Max took the second piece of paper from the folder. It had a row of five numbers across and five down. And only one word, a symbol and a number were written across the top: Mars = 65.
“Mars equals sixty-five,” Max said. “What’s that supposed to mean?”
“Mars is the god of war.”
“I know that, Sayid. But he’s not sixty-five years old, is he? And he doesn’t live at number sixty-five Acacia Avenue.”
“I’m only trying to help. Keep your shirt on. I’m the bloke who helped you get through your maths exam last year, remember? Your mad monk must have put it here for a reason.”
“He wasn’t mad, I’m sure of it. He was a scientist, and he’s giving us another clue along with everything else.”
Max studied the piece of paper a moment longer, gazing at the numbers, willing his mind to make some sense of them.
“I read a book once about spies in the Second World War and they used a code system like this, but that was something to do with letters in a box, not numbers,” Max said.

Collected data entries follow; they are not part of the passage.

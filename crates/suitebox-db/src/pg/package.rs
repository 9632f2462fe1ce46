//! PostgreSQL package repository implementation

use async_trait::async_trait;
use sqlx::PgPool;
use uuid::Uuid;

use crate::error::DbResult;
use crate::models::PackageRow;
use crate::repo::PackageRepository;

const PACKAGE_COLUMNS: &str = "id, user_id, tracking_number, carrier, weight_lbs, length_in, \
                               width_in, height_in, declared_value, status, received_at, \
                               consolidated_shipment_id";

/// PostgreSQL package repository
#[derive(Clone)]
pub struct PgPackageRepository {
    pool: PgPool,
}

impl PgPackageRepository {
    /// Create a new package repository
    pub fn new(pool: PgPool) -> Self {
        Self { pool }
    }
}

#[async_trait]
impl PackageRepository for PgPackageRepository {
    async fn find_by_id(&self, id: Uuid) -> DbResult<Option<PackageRow>> {
        let package = sqlx::query_as::<_, PackageRow>(&format!(
            "SELECT {PACKAGE_COLUMNS} FROM packages WHERE id = $1"
        ))
        .bind(id)
        .fetch_optional(&self.pool)
        .await?;

        Ok(package)
    }

    async fn find_for_user(&self, ids: &[Uuid], user_id: Uuid) -> DbResult<Vec<PackageRow>> {
        let packages = sqlx::query_as::<_, PackageRow>(&format!(
            "SELECT {PACKAGE_COLUMNS} FROM packages WHERE id = ANY($1) AND user_id = $2"
        ))
        .bind(ids)
        .bind(user_id)
        .fetch_all(&self.pool)
        .await?;

        Ok(packages)
    }

    async fn find_by_user_id(&self, user_id: Uuid) -> DbResult<Vec<PackageRow>> {
        let packages = sqlx::query_as::<_, PackageRow>(&format!(
            "SELECT {PACKAGE_COLUMNS} FROM packages WHERE user_id = $1 ORDER BY received_at DESC"
        ))
        .bind(user_id)
        .fetch_all(&self.pool)
        .await?;

        Ok(packages)
    }

    async fn assign_shipment(&self, ids: &[Uuid], shipment_id: Uuid) -> DbResult<u64> {
        // Conditional on a null link so a concurrent consolidation cannot
        // steal packages that another shipment already claimed.
        let result = sqlx::query(
            r#"
            UPDATE packages
            SET consolidated_shipment_id = $1
            WHERE id = ANY($2) AND consolidated_shipment_id IS NULL
            "#,
        )
        .bind(shipment_id)
        .bind(ids)
        .execute(&self.pool)
        .await?;

        Ok(result.rows_affected())
    }
}
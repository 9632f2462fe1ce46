//! In-memory parcel store
//!
//! The standalone forwarding model keeps its parcels in process memory.
//! This store implements [`ParcelRepository`] over a concurrent map so the
//! lifecycle rules in suitebox-core stay independent of where parcels
//! actually live.

use async_trait::async_trait;
use dashmap::DashMap;
use std::sync::Arc;
use uuid::Uuid;

use crate::error::DbResult;
use crate::models::ParcelRow;
use crate::repo::ParcelRepository;

/// Concurrent in-memory parcel repository
#[derive(Default, Clone)]
pub struct MemoryParcelRepository {
    parcels: Arc<DashMap<Uuid, ParcelRow>>,
}

impl MemoryParcelRepository {
    /// Create an empty store
    pub fn new() -> Self {
        Self::default()
    }

    /// Number of parcels currently stored
    pub fn len(&self) -> usize {
        self.parcels.len()
    }

    /// Whether the store is empty
    pub fn is_empty(&self) -> bool {
        self.parcels.is_empty()
    }
}

#[async_trait]
impl ParcelRepository for MemoryParcelRepository {
    async fn get(&self, id: Uuid) -> DbResult<Option<ParcelRow>> {
        Ok(self.parcels.get(&id).map(|r| r.value().clone()))
    }

    async fn list_for_owner(&self, user_id: Uuid) -> DbResult<Vec<ParcelRow>> {
        Ok(self
            .parcels
            .iter()
            .filter(|r| r.value().user_id == user_id)
            .map(|r| r.value().clone())
            .collect())
    }

    async fn list(&self) -> DbResult<Vec<ParcelRow>> {
        Ok(self.parcels.iter().map(|r| r.value().clone()).collect())
    }

    async fn upsert(&self, parcel: ParcelRow) -> DbResult<ParcelRow> {
        self.parcels.insert(parcel.id, parcel.clone());
        Ok(parcel)
    }

    async fn delete(&self, id: Uuid) -> DbResult<()> {
        self.parcels.remove(&id);
        Ok(())
    }
}
//! Suitebox Forwarding API
//!
//! Parcel-forwarding service providing consolidation, rate quotes, and the
//! standalone package lifecycle over REST.
//!
//! ## REST Endpoints
//!
//! - `POST /api/v1/consolidate` - Consolidate packages into one shipment
//! - `POST /api/v1/rates/quote` - Tiered rate quote (four-method model)
//! - `POST /api/v1/packages` - Receive a parcel at the warehouse
//! - `GET /api/v1/packages` - List all parcels
//! - `GET /api/v1/packages/:id` - Get a parcel
//! - `DELETE /api/v1/packages/:id` - Remove a parcel
//! - `GET /api/v1/users/:id/packages` - List a user's parcels
//! - `PUT /api/v1/packages/:id/status` - Overwrite a parcel's status
//! - `POST /api/v1/packages/:id/forward` - Forward a parcel (two-method model)
//! - `POST /api/v1/packages/quote` - Region-multiplier freight quote
//! - `POST /api/v1/notify` - Admin-gated package-received email
//!
//! ## Health Endpoints
//!
//! - `GET /health` - Liveness probe
//! - `GET /ready` - Readiness probe
//! - `GET /metrics` - Prometheus metrics

mod config;
mod error;
mod handlers;
mod state;

use std::net::SocketAddr;

use axum::extract::connect_info::IntoMakeServiceWithConnectInfo;
use axum::routing::{get, post, put};
use axum::Router;
use metrics_exporter_prometheus::{Matcher, PrometheusBuilder, PrometheusHandle};
use suitebox_db::Repositories;
use tokio::signal;
use tower::ServiceBuilder;
use tower_http::cors::{Any, CorsLayer};
use tower_http::request_id::{MakeRequestUuid, PropagateRequestIdLayer, SetRequestIdLayer};
use tower_http::timeout::TimeoutLayer;
use tower_http::trace::{DefaultMakeSpan, DefaultOnResponse, TraceLayer};
use tracing::Level;
use tracing_subscriber::layer::SubscriberExt;
use tracing_subscriber::util::SubscriberInitExt;
use tracing_subscriber::EnvFilter;

use crate::config::Config;
use crate::handlers::{health, ready};
use crate::state::AppState;

#[tokio::main]
async fn main() -> anyhow::Result<()> {
    // Load environment variables
    dotenvy::dotenv().ok();

    // Initialize logging
    tracing_subscriber::registry()
        .with(EnvFilter::from_default_env().add_directive("forwarding_api=debug".parse()?))
        .with(tracing_subscriber::fmt::layer())
        .init();

    tracing::info!("Starting Suitebox Forwarding API");

    // Load configuration
    let config = Config::from_env()?;
    tracing::info!(http_port = config.http_port, "Configuration loaded");

    // Initialize metrics
    let metrics_handle = if config.metrics_enabled {
        Some(setup_metrics()?)
    } else {
        None
    };

    // Create database pool
    let pool = suitebox_db::create_pool(&config.database_url).await?;
    tracing::info!("Database pool created");

    // Create repositories and application state
    let repos = Repositories::new(pool.clone());
    let state = AppState::new(repos, pool, config.clone());

    // Build HTTP router
    let app = build_router(state, metrics_handle);

    let http_addr = SocketAddr::from(([0, 0, 0, 0], config.http_port));
    run_http_server(app, http_addr).await?;

    tracing::info!("Shutdown complete");
    Ok(())
}

fn build_router(state: AppState, metrics_handle: Option<PrometheusHandle>) -> Router {
    let request_timeout = state.request_timeout();

    // API v1 routes
    let api_v1 = Router::new()
        // Consolidation + tiered rates
        .route("/consolidate", post(handlers::consolidate))
        .route("/rates/quote", post(handlers::quote_rate))
        // Standalone package lifecycle
        .route(
            "/packages",
            post(handlers::receive_package).get(handlers::list_packages),
        )
        // Static segment before the {id} routes so it never captures
        .route("/packages/quote", post(handlers::quote_freight))
        .route(
            "/packages/{id}",
            get(handlers::get_package).delete(handlers::delete_package),
        )
        .route("/packages/{id}/status", put(handlers::update_package_status))
        .route("/packages/{id}/forward", post(handlers::forward_package))
        .route("/users/{id}/packages", get(handlers::list_user_packages))
        // Notifications
        .route("/notify", post(handlers::notify_received));

    // Health routes (no timeout - must always respond quickly)
    let health_routes = Router::new()
        .route("/health", get(health))
        .route("/ready", get(ready));

    // Metrics route (no timeout)
    let metrics_route = if let Some(handle) = metrics_handle {
        Router::new().route("/metrics", get(move || async move { handle.render() }))
    } else {
        Router::new()
    };

    // Build middleware stack (order matters - outermost first)
    let middleware = ServiceBuilder::new()
        // Request ID propagation (outermost)
        .layer(SetRequestIdLayer::x_request_id(MakeRequestUuid))
        .layer(PropagateRequestIdLayer::x_request_id())
        // Tracing with request details
        .layer(
            TraceLayer::new_for_http()
                .make_span_with(DefaultMakeSpan::new().level(Level::INFO))
                .on_response(DefaultOnResponse::new().level(Level::INFO)),
        )
        // CORS
        .layer(
            CorsLayer::new()
                .allow_origin(Any)
                .allow_methods(Any)
                .allow_headers(Any),
        )
        // Request timeout (innermost - closest to handler)
        .layer(TimeoutLayer::new(request_timeout));

    Router::new()
        .nest("/api/v1", api_v1)
        .layer(middleware)
        .merge(health_routes) // Health routes without timeout
        .merge(metrics_route) // Metrics route without timeout
        .with_state(state)
}

async fn run_http_server(app: Router, addr: SocketAddr) -> anyhow::Result<()> {
    tracing::info!("HTTP server listening on {}", addr);
    let listener = tokio::net::TcpListener::bind(addr).await?;

    let service: IntoMakeServiceWithConnectInfo<Router, SocketAddr> =
        app.into_make_service_with_connect_info();

    axum::serve(listener, service)
        .with_graceful_shutdown(shutdown_signal())
        .await?;

    Ok(())
}

fn setup_metrics() -> anyhow::Result<PrometheusHandle> {
    // Latency buckets for forwarding operations; consolidation does several
    // sequential writes so the tail reaches into seconds
    let latency_buckets = &[0.001, 0.005, 0.01, 0.025, 0.05, 0.1, 0.2, 0.5, 1.0, 2.5];

    let builder = PrometheusBuilder::new()
        .set_buckets_for_metric(
            Matcher::Full("http_request_duration_seconds".to_string()),
            latency_buckets,
        )?
        .set_buckets_for_metric(
            Matcher::Full("forwarding_operation_duration_seconds".to_string()),
            latency_buckets,
        )?;

    let handle = builder.install_recorder()?;

    // Register metrics with descriptions
    metrics::describe_counter!(
        "forwarding_consolidations_total",
        "Total consolidated shipments created"
    );
    metrics::describe_counter!(
        "forwarding_rate_quotes_total",
        "Total rate quotes served by method"
    );
    metrics::describe_counter!(
        "forwarding_parcels_received_total",
        "Total parcels received at the warehouse"
    );
    metrics::describe_counter!(
        "forwarding_parcels_forwarded_total",
        "Total parcels forwarded by method"
    );
    metrics::describe_counter!(
        "forwarding_notifications_sent_total",
        "Total package-received notifications sent"
    );
    metrics::describe_histogram!(
        "http_request_duration_seconds",
        "HTTP request latency in seconds"
    );
    metrics::describe_histogram!(
        "forwarding_operation_duration_seconds",
        "Forwarding operation latency in seconds by operation type"
    );

    Ok(handle)
}

async fn shutdown_signal() {
    let ctrl_c = async {
        signal::ctrl_c()
            .await
            .expect("failed to install Ctrl+C handler");
    };

    #[cfg(unix)]
    let terminate = async {
        signal::unix::signal(signal::unix::SignalKind::terminate())
            .expect("failed to install signal handler")
            .recv()
            .await;
    };

    #[cfg(not(unix))]
    let terminate = std::future::pending::<()>();

    tokio::select! {
        () = ctrl_c => {},
        () = terminate => {},
    }

    tracing::info!("Shutdown signal received, starting graceful shutdown");
}
//! PostgreSQL shipment repository implementation

use async_trait::async_trait;
use sqlx::types::Json;
use sqlx::PgPool;
use uuid::Uuid;

use crate::error::DbResult;
use crate::models::ShipmentRow;
use crate::repo::{CreateShipment, ShipmentRepository};

const SHIPMENT_COLUMNS: &str = "id, user_id, package_ids, shipping_method, destination_address, \
                                cost_usd, status, customs_declaration, tracking_number, created_at";

/// PostgreSQL shipment repository
#[derive(Clone)]
pub struct PgShipmentRepository {
    pool: PgPool,
}

impl PgShipmentRepository {
    /// Create a new shipment repository
    pub fn new(pool: PgPool) -> Self {
        Self { pool }
    }
}

#[async_trait]
impl ShipmentRepository for PgShipmentRepository {
    async fn find_by_id(&self, id: Uuid) -> DbResult<Option<ShipmentRow>> {
        let shipment = sqlx::query_as::<_, ShipmentRow>(&format!(
            "SELECT {SHIPMENT_COLUMNS} FROM shipments WHERE id = $1"
        ))
        .bind(id)
        .fetch_optional(&self.pool)
        .await?;

        Ok(shipment)
    }

    async fn find_by_user_id(&self, user_id: Uuid, limit: i64) -> DbResult<Vec<ShipmentRow>> {
        let shipments = sqlx::query_as::<_, ShipmentRow>(&format!(
            "SELECT {SHIPMENT_COLUMNS} FROM shipments WHERE user_id = $1 \
             ORDER BY created_at DESC LIMIT $2"
        ))
        .bind(user_id)
        .bind(limit)
        .fetch_all(&self.pool)
        .await?;

        Ok(shipments)
    }

    async fn create(&self, shipment: CreateShipment) -> DbResult<ShipmentRow> {
        let row = sqlx::query_as::<_, ShipmentRow>(&format!(
            r#"
            INSERT INTO shipments (id, user_id, package_ids, shipping_method,
                                   destination_address, cost_usd, status, customs_declaration)
            VALUES ($1, $2, $3, $4, $5, $6, 'pending', $7)
            RETURNING {SHIPMENT_COLUMNS}
            "#
        ))
        .bind(shipment.id)
        .bind(shipment.user_id)
        .bind(&shipment.package_ids)
        .bind(&shipment.shipping_method)
        .bind(Json(&shipment.destination_address))
        .bind(shipment.cost_usd)
        .bind(Json(&shipment.customs_declaration))
        .fetch_one(&self.pool)
        .await?;

        Ok(row)
    }
}
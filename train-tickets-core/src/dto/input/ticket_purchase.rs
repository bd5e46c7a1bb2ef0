use serde::Deserialize;

///
/// Missing fields are deserialized as empty strings
/// and rejected by the service.
///
#[derive(Debug, Deserialize)]
pub struct TicketPurchase {
    #[serde(default)]
    pub first_name: String,
    #[serde(default)]
    pub last_name: String,
    #[serde(default)]
    pub email: String,
}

“I remember that, you were going on about it for ages. And?”
“And … I dunno. I can’t remember how the system works.”
Sayid looked dismayed.
“No good pulling a face, Sayid. I told you about it as well. How come you don’t remember?”
“Because I was probably doing your maths homework at the time.”
Max touched his finger onto each square.
“There’s always a pattern with numbers. They always mean something,” Sayid said.
“Obviously,” said Max, “Otherwise they wouldn’t be here, would they? Anyway, I can tell you one thing-all these numbers, up, down, across, and diagonally add up to sixty-five. They have to be these particular numbers in this particular order to do that.”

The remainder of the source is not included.